Location: Up in a cedar tree.
1,618 posts, read 5,847,049 times
Reputation: 556
Austin market for jobs is not so bad. Really have to network. Try going to church, mingle w/ others and see what's out there. I seen lot's and I mean lot's of people get jobs by network. Hate to say it, but it's not what you know; It's "who" you know.

Ok, I confessed!!

I wish I can help but I am not in the sales / marketing field. So my sources would be some weak kung-fu for you.


Check out workintexas = WorkInTexas.com Home: Helping Texans Work Better.

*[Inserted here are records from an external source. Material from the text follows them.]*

//! Output formatting utilities

use anyhow::{Context, Result};
use clap::ValueEnum;
use colored::Colorize;
use provisioner_lib::{CreatedWorkload, ResourceKind, WorkloadDescriptor};
use serde::Serialize;
use tabled::{settings::Style, Table, Tabled};

/// Output format for CLI commands
#[derive(Debug, Clone, Copy, Default, ValueEnum)]
pub enum OutputFormat {
    /// Table format (default)
    #[default]
    Table,
    /// JSON format
    Json,
}

#[derive(Tabled)]
struct DescriptorRow {
    #[tabled(rename = "Field")]
    field: &'static str,
    #[tabled(rename = "Value")]
    value: String,
}

impl DescriptorRow {
    fn new(field: &'static str, value: impl Into<String>) -> Self {
        Self {
            field,
            value: value.into(),
        }
    }
}

fn descriptor_rows(descriptor: &WorkloadDescriptor) -> Vec<DescriptorRow> {
    let container = &descriptor.container;
    let labels = descriptor
        .selector
        .as_map()
        .iter()
        .map(|(k, v)| format!("{}={}", k, v))
        .collect::<Vec<_>>()
        .join(",");
    let ports = container
        .ports
        .iter()
        .map(|p| format!("{} {}/{}", p.name, p.container_port, p.protocol.as_str()))
        .collect::<Vec<_>>()
        .join(", ");
    let bound = |kind: ResourceKind| {
        container
            .resource(kind)
            .map(|b| format!("{} / {}", b.request().0, b.limit().0))
            .unwrap_or_else(|| "-".to_string())
    };

    vec![
        DescriptorRow::new("Name prefix", descriptor.name_prefix.as_str()),
        DescriptorRow::new("Namespace", descriptor.namespace.as_str()),
        DescriptorRow::new("Replicas", descriptor.replicas.to_string()),
        DescriptorRow::new("Labels", labels),
        DescriptorRow::new("Container", container.name.as_str()),
        DescriptorRow::new("Image", container.image.as_str()),
        DescriptorRow::new("Ports", ports),
        DescriptorRow::new("CPU (request / limit)", bound(ResourceKind::Cpu)),
        DescriptorRow::new("Memory (request / limit)", bound(ResourceKind::Memory)),
    ]
}

/// Print a descriptor without submitting it
pub fn print_descriptor(descriptor: &WorkloadDescriptor, format: OutputFormat) -> Result<()> {
    match format {
        OutputFormat::Table => {
            let table = Table::new(descriptor_rows(descriptor))
                .with(Style::rounded())
                .to_string();
            println!("{}", table);
            print_info("Dry run: nothing was submitted");
        }
        OutputFormat::Json => print_json(&descriptor.to_deployment())?,
    }
    Ok(())
}

/// Print the result of a successful create
pub fn print_created(created: &CreatedWorkload, format: OutputFormat) -> Result<()> {
    match format {
        OutputFormat::Table => print_success(&format!(
            "Created deployment {}/{}",
            created.namespace,
            created.name.bold()
        )),
        OutputFormat::Json => print_json(created)?,
    }
    Ok(())
}

fn print_json<T: Serialize>(value: &T) -> Result<()> {
    let json = serde_json::to_string_pretty(value).context("Failed to serialize output")?;
    println!("{}", json);
    Ok(())
}

/// Print a success message
pub fn print_success(message: &str) {
    println!("{} {}", "✓".green().bold(), message);
}

/// Print an info message
pub fn print_info(message: &str) {
    println!("{} {}", "ℹ".blue().bold(), message);
}
//! Workload Provisioner CLI
//!
//! Resolves cluster credentials, builds the workload's Deployment and
//! submits it for creation. One shot: no updates, rollouts or watches.

mod config;
mod output;

use anyhow::{Context, Result};
use clap::Parser;
use provisioner_lib::{
    build, init_tracing, resolve, submit, AuthMode, KubeDeploymentApi, LogFormat,
    ProvisionLogger, WorkloadIntent,
};
use std::collections::BTreeMap;
use std::path::PathBuf;
use tracing::debug;

/// Workload Provisioner CLI
#[derive(Parser)]
#[command(name = "provision")]
#[command(author, version, about = "Provision a workload onto a Kubernetes cluster", long_about = None)]
pub struct Cli {
    /// Base name; the cluster appends a unique suffix
    #[arg(long, default_value = "screen-recorder")]
    pub name: String,

    /// Workload label as KEY=VALUE (repeatable, defaults to app=<name>)
    #[arg(long = "label", short, value_parser = parse_label)]
    pub labels: Vec<(String, String)>,

    /// Path to kubeconfig file (uses $KUBECONFIG or ~/.kube/config if not specified)
    #[arg(long)]
    pub kubeconfig: Option<PathBuf>,

    /// Kubeconfig context to use instead of the current one
    #[arg(long)]
    pub context: Option<String>,

    /// Credential sources to try: auto, kubeconfig or in-cluster
    #[arg(long)]
    pub auth_mode: Option<AuthMode>,

    /// Print the Deployment without contacting the cluster
    #[arg(long)]
    pub dry_run: bool,

    /// Output format
    #[arg(long, short, default_value = "table")]
    pub format: output::OutputFormat,

    /// Log format: text or json
    #[arg(long)]
    pub log_format: Option<LogFormat>,

    /// Provisioner config file (defaults to ~/.config/provisioner/config.json)
    #[arg(long)]
    pub config: Option<PathBuf>,

    /// Enable verbose output
    #[arg(long, short)]
    pub verbose: bool,
}

fn parse_label(s: &str) -> Result<(String, String), String> {
    let (key, value) = s
        .split_once('=')
        .ok_or_else(|| format!("invalid label {s:?}: expected KEY=VALUE"))?;
    if key.is_empty() {
        return Err(format!("invalid label {s:?}: empty key"));
    }
    Ok((key.to_string(), value.to_string()))
}

fn workload_intent(name: &str, labels: Vec<(String, String)>) -> Result<WorkloadIntent> {
    let intent = if labels.is_empty() {
        WorkloadIntent::with_app_label(name)
    } else {
        WorkloadIntent::new(name, labels.into_iter().collect::<BTreeMap<_, _>>())
    };
    intent.context("Invalid workload")
}

#[tokio::main]
async fn main() -> Result<()> {
    let cli = Cli::parse();

    let settings = config::ProvisionerConfig::load(cli.config.as_deref())?;
    init_tracing(cli.log_format.unwrap_or(settings.log_format), cli.verbose);
    debug!(?settings, "Loaded configuration");

    let intent = workload_intent(&cli.name, cli.labels)?;
    let logger = ProvisionLogger::new(intent.base_name());

    if cli.dry_run {
        output::print_descriptor(&build(&intent), cli.format)?;
        return Ok(());
    }

    let kubeconfig =
        config::kubeconfig_path(cli.kubeconfig.as_deref(), settings.kubeconfig.as_deref());
    let auth_mode = cli.auth_mode.unwrap_or(settings.auth_mode);
    let context = cli.context.or(settings.context);

    let credentials = resolve(kubeconfig, context, auth_mode)
        .await
        .context("Error building config")?;
    logger.log_credentials_resolved(&credentials);

    let client = credentials
        .into_client()
        .context("Error getting client")?;

    let descriptor = build(&intent);
    let api = KubeDeploymentApi::new(client);
    let created = submit(&api, &descriptor, &logger)
        .await
        .context("Error creating the Deployment")?;

    output::print_created(&created, cli.format)?;

    Ok(())
}

#[cfg(test)]
mod tests {
    use super::*;

    #[test]
    fn test_parse_label() {
        assert_eq!(
            parse_label("app=web").unwrap(),
            ("app".to_string(), "web".to_string())
        );
        assert_eq!(
            parse_label("tier=").unwrap(),
            ("tier".to_string(), String::new())
        );
        assert!(parse_label("app").is_err());
        assert!(parse_label("=web").is_err());
    }

    #[test]
    fn test_default_intent_uses_app_label() {
        let intent = workload_intent("screen-recorder", Vec::new()).unwrap();
        assert_eq!(intent.labels().get("app"), Some("screen-recorder"));
    }

    #[test]
    fn test_explicit_labels_replace_default() {
        let labels = vec![("team".to_string(), "media".to_string())];
        let intent = workload_intent("recorder", labels).unwrap();
        assert_eq!(intent.labels().get("team"), Some("media"));
        assert_eq!(intent.labels().get("app"), None);
    }

    #[test]
    fn test_invalid_name_is_rejected() {
        assert!(workload_intent("Not_Valid", Vec::new()).is_err());
    }

    #[test]
    fn test_cli_parses_flags() {
        let cli = Cli::try_parse_from([
            "provision",
            "--name",
            "recorder",
            "-l",
            "app=recorder",
            "--label",
            "tier=web",
            "--auth-mode",
            "in-cluster",
            "--dry-run",
            "--format",
            "json",
        ])
        .unwrap();

        assert_eq!(cli.name, "recorder");
        assert_eq!(cli.labels.len(), 2);
        assert_eq!(cli.auth_mode, Some(AuthMode::InCluster));
        assert!(cli.dry_run);
        assert!(matches!(cli.format, output::OutputFormat::Json));
    }
}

Yahoo Jobs = Jobs in Austin, TX - Yahoo! Hotjobs (http://hotjobs.yahoo.com/job-search?locations=austin%2C+tx&country=USA&industry =&kw= - broken link)

I know that RUDY's BBQ pays $10.00 an hour. Not much, but it beats sitting on your PC looking full time for a job and not getting anywhere.
Take a job and outsource yourself! I worked @ coke part-time , I did it to make some little extra cash, but also did it for my exercise (lost 20 lbs ). You would not believe how many other vendors I meet with and some offer me to join their company. Of course I didn't accept because I am happy @ my full time job right now.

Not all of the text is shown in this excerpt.